Preferential parental treatment of siblings

Effect on children

Peer-Reviewed Publication

Society for Research in Child Development

Studies of differential parenting, in which parents treat one child differently than another, have traditionally, examined the effects of this parenting style on individual children within families.

In this study, we wanted to examine the family as a system to learn if differential parenting would have a negative influence on all children in the family, not just those subjected to more negative treatment. For instance, imagine a parenting scale of harshness that goes from 0 to 20. Now rank two families, each with three children. In family A, the harshness scores for each child are 5, 10 and 15, while in family B, the scores are 2, 10 and 18. Although the average score is 10 in both families, family B shows higher levels of differential parenting (more variation or larger gaps). Our hypothesis is that all children in family B will exhibit lower levels of adjustment than the children in family A.

We investigated this idea using information collected in three child development studies, two from Canada and one from the U.S. The studies involved a total of 5,488 families, each containing at least two siblings between the ages of 4 and 16.

The studies examined two types of self-reported maternal parenting behavior: positive behaviors, including indicators of warmth, responsiveness and engagement, and negative behaviors, including indicators of anger, harshness and disapproval. In children, the study evaluated two types of emotional-behavioral problems: aggressive-disruptive behavior and problems of depressed mood and anxiety, each of which was rated separately by mothers and teachers.

The two Canadian studies showed a consistent association between the magnitude of differential maternal behavior at the family level and levels of child maladjustment.
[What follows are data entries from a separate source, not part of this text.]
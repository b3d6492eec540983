//! Axum integration: make problems directly usable as responses
//!
//! Every problem variant renders as `application/problem+json`. Wrap a value
//! in [`Xml`] to render `application/problem+xml` instead. The HTTP status is
//! the problem's status when one is set.

use std::fmt;

use axum::body::Body;
use axum::http::{HeaderValue, StatusCode, header};
use axum::response::{IntoResponse, Response};
use serde::Serialize;

use crate::extension::ExtendedProblem;
use crate::problem::{APPLICATION_PROBLEM_JSON, Problem};
use crate::validation::{ValidExtendedProblem, ValidProblem};

fn respond<E: fmt::Display>(
    status: Option<StatusCode>,
    content_type: &'static str,
    body: Result<impl Into<Body>, E>,
) -> Response {
    match body {
        Ok(body) => {
            let body: Body = body.into();
            let mut resp = (
                [(header::CONTENT_TYPE, HeaderValue::from_static(content_type))],
                body,
            )
                .into_response();
            if let Some(status) = status {
                *resp.status_mut() = status;
            }
            resp
        }
        Err(err) => {
            tracing::error!(error = %err, content_type, "failed to encode problem details");
            StatusCode::INTERNAL_SERVER_ERROR.into_response()
        }
    }
}

fn json_response<P: Serialize>(status: Option<StatusCode>, problem: &P) -> Response {
    respond(status, APPLICATION_PROBLEM_JSON, serde_json::to_vec(problem))
}

impl IntoResponse for Problem {
    fn into_response(self) -> Response {
        json_response(self.status, &self)
    }
}

impl IntoResponse for ValidProblem {
    fn into_response(self) -> Response {
        json_response(self.status(), &self)
    }
}

impl<T: Serialize> IntoResponse for ExtendedProblem<T> {
    fn into_response(self) -> Response {
        json_response(self.problem.status, &self)
    }
}

impl<T: Serialize> IntoResponse for ValidExtendedProblem<T> {
    fn into_response(self) -> Response {
        json_response(self.problem().status(), &self)
    }
}

/// Renders the wrapped problem as `application/problem+xml`.
#[cfg(feature = "xml")]
#[derive(Debug, Clone)]
pub struct Xml<P>(pub P);

#[cfg(feature = "xml")]
impl<P> IntoResponse for Xml<P>
where
    P: crate::xml::ToXml + crate::validation::StatusProblem,
{
    fn into_response(self) -> Response {
        respond(
            self.0.status(),
            crate::problem::APPLICATION_PROBLEM_XML,
            self.0.to_xml(),
        )
    }
}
This association was stronger for self-reported negative maternal behavior (anger, harshness and disapproval) and for ratings of aggressive-disruptive behavior in children.

Although the U.S. study revealed no effects on child behavior, possibly because of a weak parenting measure, it did indicate that differential maternal positive behavior rated by interviewers in the home was associated with lower child scores on a cognitive test.

This study shows that inequitable parental treatment of siblings has the potential to impact adversely not just on the siblings who perceive themselves to be "worse off," but on all siblings in the home. Presumably, this effect comes about when siblings view parenting behavior as unfair and unpredictable. Such a perspective could create resentment in disfavored siblings, uncertainty about the future in favored siblings, and undermine sibling relationships, resulting in higher levels of aggressiveness and anger.

Thus, our study shows how important it is for parents to follow the principle of fairness in dealing with their children. Of course, fair treatment is not the same as identical treatment, and special circumstances or the needs of individual children require different treatment. Siblings are able to accept this when they understand the reasons behind such behavior.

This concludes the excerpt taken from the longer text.